*** Record set
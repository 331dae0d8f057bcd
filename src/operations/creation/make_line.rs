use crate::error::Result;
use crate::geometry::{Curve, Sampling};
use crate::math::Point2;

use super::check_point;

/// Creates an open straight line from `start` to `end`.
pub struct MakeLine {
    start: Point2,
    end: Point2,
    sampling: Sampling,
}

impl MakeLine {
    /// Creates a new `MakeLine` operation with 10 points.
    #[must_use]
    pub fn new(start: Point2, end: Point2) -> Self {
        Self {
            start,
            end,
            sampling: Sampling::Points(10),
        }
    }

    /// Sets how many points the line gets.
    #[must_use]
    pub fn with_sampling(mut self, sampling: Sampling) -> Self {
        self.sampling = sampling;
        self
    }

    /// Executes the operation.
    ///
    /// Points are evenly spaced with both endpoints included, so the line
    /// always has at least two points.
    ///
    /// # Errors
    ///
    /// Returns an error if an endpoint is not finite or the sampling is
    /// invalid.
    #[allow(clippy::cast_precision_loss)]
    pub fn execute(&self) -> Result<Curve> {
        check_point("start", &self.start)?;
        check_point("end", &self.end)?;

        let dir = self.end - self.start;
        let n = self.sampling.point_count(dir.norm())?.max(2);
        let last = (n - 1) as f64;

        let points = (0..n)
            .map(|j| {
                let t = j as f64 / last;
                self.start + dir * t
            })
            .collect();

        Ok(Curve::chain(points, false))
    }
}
******
*** Record set
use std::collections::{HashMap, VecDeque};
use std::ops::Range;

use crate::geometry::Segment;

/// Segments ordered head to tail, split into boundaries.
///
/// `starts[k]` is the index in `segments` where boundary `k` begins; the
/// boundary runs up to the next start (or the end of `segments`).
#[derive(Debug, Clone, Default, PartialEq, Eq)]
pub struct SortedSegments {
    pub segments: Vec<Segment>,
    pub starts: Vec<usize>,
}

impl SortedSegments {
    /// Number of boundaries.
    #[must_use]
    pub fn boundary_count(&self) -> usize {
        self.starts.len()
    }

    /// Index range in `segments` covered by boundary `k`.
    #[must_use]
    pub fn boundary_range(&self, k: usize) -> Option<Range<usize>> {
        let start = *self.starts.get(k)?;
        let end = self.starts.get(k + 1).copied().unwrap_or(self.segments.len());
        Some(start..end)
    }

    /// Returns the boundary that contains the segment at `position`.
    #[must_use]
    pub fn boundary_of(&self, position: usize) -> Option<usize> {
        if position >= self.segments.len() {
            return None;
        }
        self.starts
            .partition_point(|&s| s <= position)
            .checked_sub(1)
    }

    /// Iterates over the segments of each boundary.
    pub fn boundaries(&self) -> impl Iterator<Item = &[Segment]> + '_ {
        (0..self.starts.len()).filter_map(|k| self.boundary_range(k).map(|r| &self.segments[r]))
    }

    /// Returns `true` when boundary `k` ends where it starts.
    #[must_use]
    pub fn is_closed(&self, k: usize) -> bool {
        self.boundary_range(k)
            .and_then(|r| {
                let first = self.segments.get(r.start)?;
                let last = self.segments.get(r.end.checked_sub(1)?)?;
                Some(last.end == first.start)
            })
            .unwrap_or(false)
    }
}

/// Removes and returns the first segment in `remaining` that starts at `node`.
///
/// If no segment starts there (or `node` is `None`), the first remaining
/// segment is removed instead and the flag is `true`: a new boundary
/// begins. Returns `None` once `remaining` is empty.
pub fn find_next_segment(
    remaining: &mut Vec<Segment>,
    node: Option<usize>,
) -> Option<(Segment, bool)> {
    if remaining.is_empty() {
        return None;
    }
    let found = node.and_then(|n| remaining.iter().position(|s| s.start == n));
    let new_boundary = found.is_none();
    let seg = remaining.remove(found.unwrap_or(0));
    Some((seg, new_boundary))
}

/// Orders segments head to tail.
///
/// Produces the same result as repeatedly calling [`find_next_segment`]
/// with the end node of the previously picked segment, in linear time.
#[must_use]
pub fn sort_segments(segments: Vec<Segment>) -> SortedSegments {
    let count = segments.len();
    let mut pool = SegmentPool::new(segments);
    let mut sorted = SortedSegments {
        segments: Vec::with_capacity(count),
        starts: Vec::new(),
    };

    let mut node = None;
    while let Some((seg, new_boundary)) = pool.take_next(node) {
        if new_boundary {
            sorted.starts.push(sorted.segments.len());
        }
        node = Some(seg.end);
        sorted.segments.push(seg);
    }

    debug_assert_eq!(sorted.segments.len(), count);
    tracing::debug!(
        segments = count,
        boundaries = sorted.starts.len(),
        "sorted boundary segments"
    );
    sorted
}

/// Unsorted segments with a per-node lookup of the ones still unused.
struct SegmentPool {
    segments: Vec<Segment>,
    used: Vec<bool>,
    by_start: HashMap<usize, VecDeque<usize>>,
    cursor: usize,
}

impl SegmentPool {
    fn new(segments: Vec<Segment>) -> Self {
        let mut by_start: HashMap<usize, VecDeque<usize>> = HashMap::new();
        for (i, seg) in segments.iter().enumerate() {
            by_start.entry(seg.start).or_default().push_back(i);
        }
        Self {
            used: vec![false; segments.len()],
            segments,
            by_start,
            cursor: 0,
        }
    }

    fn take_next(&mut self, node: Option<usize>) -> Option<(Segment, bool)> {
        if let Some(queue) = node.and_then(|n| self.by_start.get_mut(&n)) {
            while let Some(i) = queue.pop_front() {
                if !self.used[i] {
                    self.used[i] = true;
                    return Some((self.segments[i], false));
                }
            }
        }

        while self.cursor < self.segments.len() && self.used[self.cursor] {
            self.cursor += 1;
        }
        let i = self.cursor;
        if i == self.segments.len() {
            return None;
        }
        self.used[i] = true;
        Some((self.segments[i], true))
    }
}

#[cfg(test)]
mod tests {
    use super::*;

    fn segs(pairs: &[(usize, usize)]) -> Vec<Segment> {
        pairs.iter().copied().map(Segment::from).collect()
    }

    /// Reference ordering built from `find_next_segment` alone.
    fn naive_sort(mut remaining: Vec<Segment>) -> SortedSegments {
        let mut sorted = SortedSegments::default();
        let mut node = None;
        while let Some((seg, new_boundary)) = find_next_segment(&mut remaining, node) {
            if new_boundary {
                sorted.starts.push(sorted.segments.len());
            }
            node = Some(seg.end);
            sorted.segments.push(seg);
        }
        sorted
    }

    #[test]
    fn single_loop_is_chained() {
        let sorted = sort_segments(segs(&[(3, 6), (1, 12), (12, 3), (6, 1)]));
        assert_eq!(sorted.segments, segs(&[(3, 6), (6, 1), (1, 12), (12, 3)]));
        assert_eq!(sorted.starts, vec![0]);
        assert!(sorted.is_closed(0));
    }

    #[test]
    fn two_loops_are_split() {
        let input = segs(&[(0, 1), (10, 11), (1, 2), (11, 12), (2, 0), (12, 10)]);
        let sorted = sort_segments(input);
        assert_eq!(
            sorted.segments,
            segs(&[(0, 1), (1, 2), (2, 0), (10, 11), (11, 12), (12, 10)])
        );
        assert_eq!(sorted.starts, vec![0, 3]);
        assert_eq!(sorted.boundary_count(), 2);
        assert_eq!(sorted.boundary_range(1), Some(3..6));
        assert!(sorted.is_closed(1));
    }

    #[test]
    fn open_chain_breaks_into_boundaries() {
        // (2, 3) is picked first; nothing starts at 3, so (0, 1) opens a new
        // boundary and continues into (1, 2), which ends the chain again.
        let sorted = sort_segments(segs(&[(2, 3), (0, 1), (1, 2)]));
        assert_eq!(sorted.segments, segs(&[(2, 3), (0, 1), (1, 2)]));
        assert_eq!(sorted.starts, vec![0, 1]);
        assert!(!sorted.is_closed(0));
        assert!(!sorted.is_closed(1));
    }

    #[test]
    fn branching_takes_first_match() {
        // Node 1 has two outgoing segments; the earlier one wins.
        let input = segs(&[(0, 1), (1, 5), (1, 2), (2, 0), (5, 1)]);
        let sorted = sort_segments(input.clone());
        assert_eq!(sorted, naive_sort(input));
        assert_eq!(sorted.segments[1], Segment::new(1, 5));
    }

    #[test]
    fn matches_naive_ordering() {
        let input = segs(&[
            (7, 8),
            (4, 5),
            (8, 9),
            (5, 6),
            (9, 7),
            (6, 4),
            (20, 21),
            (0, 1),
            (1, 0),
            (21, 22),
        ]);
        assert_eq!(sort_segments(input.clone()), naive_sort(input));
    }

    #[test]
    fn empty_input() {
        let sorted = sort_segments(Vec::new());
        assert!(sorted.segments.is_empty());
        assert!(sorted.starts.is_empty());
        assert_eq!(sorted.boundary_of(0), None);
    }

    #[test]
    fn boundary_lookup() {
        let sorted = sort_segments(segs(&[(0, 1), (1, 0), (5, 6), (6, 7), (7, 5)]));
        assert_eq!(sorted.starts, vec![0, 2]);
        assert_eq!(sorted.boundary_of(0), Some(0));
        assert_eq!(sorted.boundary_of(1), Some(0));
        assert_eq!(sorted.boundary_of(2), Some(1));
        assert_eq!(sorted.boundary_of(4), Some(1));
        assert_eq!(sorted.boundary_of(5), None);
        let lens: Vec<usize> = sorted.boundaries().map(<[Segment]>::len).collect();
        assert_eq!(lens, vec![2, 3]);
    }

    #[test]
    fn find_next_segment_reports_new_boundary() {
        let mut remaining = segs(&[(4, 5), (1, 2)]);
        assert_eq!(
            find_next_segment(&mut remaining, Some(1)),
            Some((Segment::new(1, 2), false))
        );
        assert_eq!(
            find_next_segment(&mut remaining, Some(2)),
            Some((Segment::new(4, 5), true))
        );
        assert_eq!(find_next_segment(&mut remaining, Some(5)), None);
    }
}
******
[What the task requires]: Copy out only the lines of the records above from the one with "repository 331dae0d8f057bcd" through the one with "least two points.", exactly as they stand, both included.

[Answer box]:
repository 331dae0d8f057bcd
filename src/operations/creation/make_line.rs
use crate::error::Result;
use crate::geometry::{Curve, Sampling};
use crate::math::Point2;

use super::check_point;

/// Creates an open straight line from `start` to `end`.
pub struct MakeLine {
    start: Point2,
    end: Point2,
    sampling: Sampling,
}

impl MakeLine {
    /// Creates a new `MakeLine` operation with 10 points.
    #[must_use]
    pub fn new(start: Point2, end: Point2) -> Self {
        Self {
            start,
            end,
            sampling: Sampling::Points(10),
        }
    }

    /// Sets how many points the line gets.
    #[must_use]
    pub fn with_sampling(mut self, sampling: Sampling) -> Self {
        self.sampling = sampling;
        self
    }

    /// Executes the operation.
    ///
    /// Points are evenly spaced with both endpoints included, so the line
    /// always has at least two points.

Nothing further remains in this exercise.